▶ _Dataset excerpts_:
----------------------------------------
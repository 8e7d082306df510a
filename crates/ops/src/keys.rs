//! Signing key management

use crate::OpsCtx;
use rvx_errors::{Error, OpsError};
use rvx_events::EventEmitter;
use rvx_signing::{generate_keypair, save_public_key, save_secret_key};
use std::path::Path;

/// Generate a signing key pair and write both halves
///
/// The secret key is the keystore handed to `run_patcher`. Returns the public
/// key in base64.
///
/// # Errors
///
/// Returns an error if generation fails or either file cannot be written.
pub async fn generate_signing_key(
    ctx: &OpsCtx,
    secret_path: &Path,
    public_path: &Path,
    password: Option<String>,
) -> Result<String, Error> {
    ctx.emit_operation_started("Generating signing key");

    let secret = secret_path.to_path_buf();
    let public = public_path.to_path_buf();
    let public_key = tokio::task::spawn_blocking(move || {
        let pair = generate_keypair(password.as_deref())?;
        save_secret_key(&pair.secret, &secret)?;
        save_public_key(&pair.public, &public)?;
        Ok::<_, Error>(pair.public_base64())
    })
    .await
    .map_err(|e| OpsError::TaskFailed {
        message: e.to_string(),
    })??;

    tracing::info!(
        secret = %secret_path.display(),
        public = %public_path.display(),
        "signing key generated"
    );
    ctx.emit_operation_completed("Generating signing key", true);
    Ok(public_key)
}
----------------------------------------
▶ _Problem details_:
Everything from the line with "let public_key = tokio::task::spawn_blocking(move" through the last line of the material above should be echoed exactly, and nothing else.

▶ _Expected answer_:
    let public_key = tokio::task::spawn_blocking(move || {
        let pair = generate_keypair(password.as_deref())?;
        save_secret_key(&pair.secret, &secret)?;
        save_public_key(&pair.public, &public)?;
        Ok::<_, Error>(pair.public_base64())
    })
    .await
    .map_err(|e| OpsError::TaskFailed {
        message: e.to_string(),
    })??;

    tracing::info!(
        secret = %secret_path.display(),
        public = %public_path.display(),
        "signing key generated"
    );
    ctx.emit_operation_completed("Generating signing key", true);
    Ok(public_key)
}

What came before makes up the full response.